[Stored data]
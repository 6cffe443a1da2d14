//! Reordering engine
//!
//! Translates a hold-and-drag pointer gesture over a rendered list into
//! reorder operations: compute the target index from the pointer position,
//! apply the move to the local list optimistically, and emit a persistence
//! request for the moved item's new absolute order. A failed persistence
//! call rolls the whole list back to the last externally-supplied snapshot.
//!
//! The engine is deterministic and I/O-free: timestamps and item bounds are
//! supplied by the caller, and persistence goes through the [`OrderStore`]
//! port. This keeps it testable and independent of any particular UI loop.

pub mod gesture;
pub mod list;

use async_trait::async_trait;
use std::time::Instant;
use tracing::debug;

use crate::types::TrackerError;

pub use gesture::{target_index, HoldTracker, ItemBounds, Release, HOLD_THRESHOLD};
pub use list::OrderedList;

/// An entry the engine can reorder. Implemented by the client item types.
pub trait ListEntry {
    /// Opaque store-assigned identifier
    fn id(&self) -> &str;
}

/// Persistence port for order updates.
///
/// One call per applied move, carrying the moved item's identifier and the
/// absolute order value to store. Siblings are never renumbered.
#[async_trait]
pub trait OrderStore: Send + Sync {
    async fn persist_order(&self, item_id: &str, new_order: f64) -> Result<(), TrackerError>;
}

/// An order-update request emitted after an optimistic move.
#[derive(Debug, Clone, PartialEq)]
pub struct PersistOrder {
    pub item_id: String,
    pub new_order: f64,
}

/// A single drag interaction over an ordered list.
///
/// The session owns the optimistic list state and the hold/drag tracking for
/// one list. Drivers feed it pointer events and forward each emitted
/// [`PersistOrder`] to an [`OrderStore`], then report the outcome back via
/// [`DragSession::resolve_persist`]. In-flight calls are never cancelled;
/// whichever result is resolved last decides whether the list rolls back.
pub struct DragSession<T: ListEntry + Clone> {
    list: OrderedList<T>,
    hold: HoldTracker,
    drag_index: Option<usize>,
}

impl<T: ListEntry + Clone> DragSession<T> {
    pub fn new(items: Vec<T>) -> Self {
        Self {
            list: OrderedList::new(items),
            hold: HoldTracker::new(),
            drag_index: None,
        }
    }

    /// Replace the list with a fresh server-supplied snapshot.
    ///
    /// This is the only way the rollback snapshot advances; a successful
    /// persist does not. An active drag is abandoned since its index no
    /// longer refers to anything meaningful.
    pub fn sync(&mut self, items: Vec<T>) {
        self.detach();
        self.list.sync(items);
    }

    /// Current (possibly optimistic) list state
    pub fn items(&self) -> &[T] {
        self.list.items()
    }

    /// Pointer pressed on the item at `index`. Starts the hold timer.
    pub fn pointer_down(&mut self, index: usize, at: Instant) {
        if index >= self.list.len() {
            return;
        }
        self.drag_index = Some(index);
        self.hold.pointer_down(at);
    }

    /// Pointer moved while held.
    ///
    /// `bounds` is the bounding box of the currently-dragged item and
    /// `pointer_y` the pointer's vertical position. Returns the order-update
    /// request to persist when a move was applied, one position at a time.
    pub fn pointer_move(
        &mut self,
        pointer_y: f64,
        bounds: ItemBounds,
        at: Instant,
    ) -> Option<PersistOrder> {
        if !self.hold.poll(at) {
            return None;
        }

        let current = self.drag_index?;
        let target = target_index(&bounds, pointer_y, current, self.list.len());
        if target == current {
            return None;
        }

        if !self.list.apply_move(current, target) {
            return None;
        }
        self.drag_index = Some(target);

        let item_id = self.list.items()[target].id().to_string();
        debug!(from = current, to = target, item = %item_id, "Applied optimistic move");
        Some(PersistOrder {
            item_id,
            new_order: target as f64,
        })
    }

    /// Pointer released (or left the tracked area).
    ///
    /// Detaches move/up tracking and clears the hold timer if still pending.
    /// Returns whether this was a plain click or the end of a drag.
    pub fn pointer_up(&mut self, at: Instant) -> Release {
        let release = self.hold.pointer_up(at);
        self.drag_index = None;
        release
    }

    /// Report the outcome of a persistence call.
    ///
    /// On failure the optimistic list is discarded wholesale and replaced
    /// with the last externally-supplied snapshot. Returns true if a
    /// rollback happened.
    pub fn resolve_persist(&mut self, result: Result<(), TrackerError>) -> bool {
        match result {
            Ok(()) => false,
            Err(e) => {
                debug!("Order persistence failed, rolling back: {}", e);
                self.detach();
                self.list.rollback();
                true
            }
        }
    }

    /// Whether a drag is active (hold threshold elapsed, not yet released)
    pub fn is_dragging(&self) -> bool {
        self.hold.is_dragging()
    }

    fn detach(&mut self) {
        self.drag_index = None;
        self.hold.reset();
    }
}

#[cfg(test)]
mod tests {
    use super::*;
    use std::time::{Duration, Instant};

    #[derive(Clone, Debug, PartialEq)]
    struct Entry(&'static str);

    impl ListEntry for Entry {
        fn id(&self) -> &str {
            self.0
        }
    }

    fn session() -> DragSession<Entry> {
        DragSession::new(vec![Entry("a"), Entry("b"), Entry("c")])
    }

    fn ids(session: &DragSession<Entry>) -> Vec<&str> {
        session.items().iter().map(|e| e.0).collect()
    }

    /// Row of height 20 at the given top edge
    fn row(top: f64) -> ItemBounds {
        ItemBounds {
            top,
            bottom: top + 20.0,
        }
    }

    fn after_hold(start: Instant) -> Instant {
        start + HOLD_THRESHOLD + Duration::from_millis(1)
    }

    #[test]
    fn test_release_before_threshold_is_a_click() {
        let mut s = session();
        let start = Instant::now();

        s.pointer_down(1, start);
        let release = s.pointer_up(start + Duration::from_millis(100));

        assert_eq!(release, Release::Click);
        assert_eq!(ids(&s), vec!["a", "b", "c"]);
    }

    #[test]
    fn test_move_before_threshold_does_nothing() {
        let mut s = session();
        let start = Instant::now();

        s.pointer_down(1, start);
        // Pointer well above the row, but the hold has not matured yet
        let persist = s.pointer_move(0.0, row(20.0), start + Duration::from_millis(100));

        assert!(persist.is_none());
        assert_eq!(ids(&s), vec!["a", "b", "c"]);
    }

    #[test]
    fn test_drag_up_one_step() {
        let mut s = session();
        let start = Instant::now();

        s.pointer_down(1, start);
        let persist = s.pointer_move(5.0, row(20.0), after_hold(start));

        assert_eq!(
            persist,
            Some(PersistOrder {
                item_id: "b".into(),
                new_order: 0.0,
            })
        );
        assert_eq!(ids(&s), vec!["b", "a", "c"]);
        assert!(s.is_dragging());
    }

    #[test]
    fn test_pointer_within_midpoint_is_a_no_op() {
        let mut s = session();
        let start = Instant::now();

        s.pointer_down(1, start);
        // Dead center of the dragged row: neither above nor below the midpoint
        let persist = s.pointer_move(30.0, row(20.0), after_hold(start));

        assert!(persist.is_none());
        assert_eq!(ids(&s), vec!["a", "b", "c"]);
    }

    #[test]
    fn test_first_item_cannot_move_up() {
        let mut s = session();
        let start = Instant::now();

        s.pointer_down(0, start);
        let persist = s.pointer_move(-50.0, row(0.0), after_hold(start));

        assert!(persist.is_none());
        assert_eq!(ids(&s), vec!["a", "b", "c"]);
    }

    #[test]
    fn test_last_item_cannot_move_down() {
        let mut s = session();
        let start = Instant::now();

        s.pointer_down(2, start);
        let persist = s.pointer_move(500.0, row(40.0), after_hold(start));

        assert!(persist.is_none());
        assert_eq!(ids(&s), vec!["a", "b", "c"]);
    }

    #[test]
    fn test_continued_drag_moves_one_position_per_step() {
        let mut s = session();
        let start = Instant::now();

        s.pointer_down(2, start);
        // Pointer far above the whole list: still only one step per move event
        let first = s.pointer_move(-100.0, row(40.0), after_hold(start));
        assert_eq!(first.map(|p| p.new_order), Some(1.0));
        assert_eq!(ids(&s), vec!["a", "c", "b"]);

        let second = s.pointer_move(-100.0, row(20.0), after_hold(start));
        assert_eq!(second.map(|p| p.new_order), Some(0.0));
        assert_eq!(ids(&s), vec!["c", "a", "b"]);

        // Already at the top; further moves are no-ops
        let third = s.pointer_move(-100.0, row(0.0), after_hold(start));
        assert!(third.is_none());
        assert_eq!(ids(&s), vec!["c", "a", "b"]);
    }

    #[test]
    fn test_failed_persist_rolls_back_to_snapshot() {
        let mut s = session();
        let start = Instant::now();

        s.pointer_down(1, start);
        let persist = s.pointer_move(5.0, row(20.0), after_hold(start));
        assert!(persist.is_some());
        assert_eq!(ids(&s), vec!["b", "a", "c"]);

        let rolled_back = s.resolve_persist(Err(TrackerError::Auth("Token has expired".into())));

        assert!(rolled_back);
        assert_eq!(ids(&s), vec!["a", "b", "c"]);
    }

    #[test]
    fn test_successful_persist_keeps_optimistic_state() {
        let mut s = session();
        let start = Instant::now();

        s.pointer_down(1, start);
        s.pointer_move(5.0, row(20.0), after_hold(start));

        let rolled_back = s.resolve_persist(Ok(()));

        assert!(!rolled_back);
        assert_eq!(ids(&s), vec!["b", "a", "c"]);
    }

    #[test]
    fn test_rollback_reverts_whole_drag_session_not_single_move() {
        let mut s = session();
        let start = Instant::now();

        // Two successful-looking optimistic moves, then the second one fails:
        // the list reverts to the pre-session snapshot, not the intermediate.
        s.pointer_down(2, start);
        s.pointer_move(-100.0, row(40.0), after_hold(start));
        s.resolve_persist(Ok(()));
        s.pointer_move(-100.0, row(20.0), after_hold(start));
        assert_eq!(ids(&s), vec!["c", "a", "b"]);

        s.resolve_persist(Err(TrackerError::Http("connection reset".into())));

        assert_eq!(ids(&s), vec!["a", "b", "c"]);
    }

    #[test]
    fn test_sync_advances_the_rollback_snapshot() {
        let mut s = session();
        s.sync(vec![Entry("x"), Entry("y")]);

        let start = Instant::now();
        s.pointer_down(1, start);
        s.pointer_move(5.0, row(20.0), after_hold(start));
        assert_eq!(ids(&s), vec!["y", "x"]);

        s.resolve_persist(Err(TrackerError::Internal("boom".into())));

        assert_eq!(ids(&s), vec!["x", "y"]);
    }

    mod driven {
        //! End-to-end drives of a session against a mock order store

        use super::{after_hold, row};
        use crate::client::types::GoalItem;
        use crate::db::schemas::GoalType;
        use crate::engine::{DragSession, OrderStore, PersistOrder};
        use crate::types::TrackerError;
        use async_trait::async_trait;
        use std::sync::Mutex;
        use std::time::Instant;

        fn goal(id: &str, title: &str, order: f64) -> GoalItem {
            GoalItem {
                id: id.into(),
                title: title.into(),
                completed: false,
                order,
                goal_type: GoalType::General,
            }
        }

        /// Records every persist call; fails when told to
        struct MockStore {
            calls: Mutex<Vec<PersistOrder>>,
            fail: bool,
        }

        impl MockStore {
            fn new(fail: bool) -> Self {
                Self {
                    calls: Mutex::new(Vec::new()),
                    fail,
                }
            }
        }

        #[async_trait]
        impl OrderStore for MockStore {
            async fn persist_order(
                &self,
                item_id: &str,
                new_order: f64,
            ) -> Result<(), TrackerError> {
                self.calls.lock().unwrap().push(PersistOrder {
                    item_id: item_id.to_string(),
                    new_order,
                });
                if self.fail {
                    Err(TrackerError::Auth("Token has expired".into()))
                } else {
                    Ok(())
                }
            }
        }

        /// Drag the second goal above the first and persist the move
        async fn drag_second_to_top(
            session: &mut DragSession<GoalItem>,
            store: &MockStore,
        ) -> bool {
            let start = Instant::now();
            session.pointer_down(1, start);
            let persist = session
                .pointer_move(5.0, row(20.0), after_hold(start))
                .expect("move should be applied");
            session.pointer_up(after_hold(start));

            let result = store.persist_order(&persist.item_id, persist.new_order).await;
            session.resolve_persist(result)
        }

        #[tokio::test]
        async fn test_reorder_persists_moved_item_only() {
            let store = MockStore::new(false);
            let mut session =
                DragSession::new(vec![goal("g1", "first", 0.0), goal("g2", "second", 1.0)]);

            let rolled_back = drag_second_to_top(&mut session, &store).await;

            assert!(!rolled_back);
            let titles: Vec<&str> = session.items().iter().map(|g| g.title.as_str()).collect();
            assert_eq!(titles, vec!["second", "first"]);

            // Exactly one call, for the moved item, with the absolute index
            let calls = store.calls.lock().unwrap();
            assert_eq!(
                *calls,
                vec![PersistOrder {
                    item_id: "g2".into(),
                    new_order: 0.0,
                }]
            );
        }

        #[tokio::test]
        async fn test_failed_reorder_reverts_to_server_list() {
            let store = MockStore::new(true);
            let mut session =
                DragSession::new(vec![goal("g1", "first", 0.0), goal("g2", "second", 1.0)]);

            let rolled_back = drag_second_to_top(&mut session, &store).await;

            assert!(rolled_back);
            let titles: Vec<&str> = session.items().iter().map(|g| g.title.as_str()).collect();
            assert_eq!(titles, vec!["first", "second"]);
        }
    }

    #[test]
    fn test_pointer_up_detaches_tracking() {
        let mut s = session();
        let start = Instant::now();

        s.pointer_down(1, start);
        s.pointer_move(5.0, row(20.0), after_hold(start));
        let release = s.pointer_up(after_hold(start));
        assert_eq!(release, Release::DragEnd);

        // Move events after release are ignored
        let persist = s.pointer_move(5.0, row(0.0), after_hold(start) + Duration::from_secs(1));
        assert!(persist.is_none());
        assert_eq!(ids(&s), vec!["b", "a", "c"]);
    }
}
//! Shared types for momentum

mod error;

pub use error::{Result, TrackerError};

▸ **About this task**
The required output is every line above from the one with "supplied by the" down to the one with "an optimistic move.", restated word for word, ends included.

▸ **Final answer**
//! supplied by the caller, and persistence goes through the [`OrderStore`]
//! port. This keeps it testable and independent of any particular UI loop.

pub mod gesture;
pub mod list;

use async_trait::async_trait;
use std::time::Instant;
use tracing::debug;

use crate::types::TrackerError;

pub use gesture::{target_index, HoldTracker, ItemBounds, Release, HOLD_THRESHOLD};
pub use list::OrderedList;

/// An entry the engine can reorder. Implemented by the client item types.
pub trait ListEntry {
    /// Opaque store-assigned identifier
    fn id(&self) -> &str;
}

/// Persistence port for order updates.
///
/// One call per applied move, carrying the moved item's identifier and the
/// absolute order value to store. Siblings are never renumbered.
#[async_trait]
pub trait OrderStore: Send + Sync {
    async fn persist_order(&self, item_id: &str, new_order: f64) -> Result<(), TrackerError>;
}

/// An order-update request emitted after an optimistic move.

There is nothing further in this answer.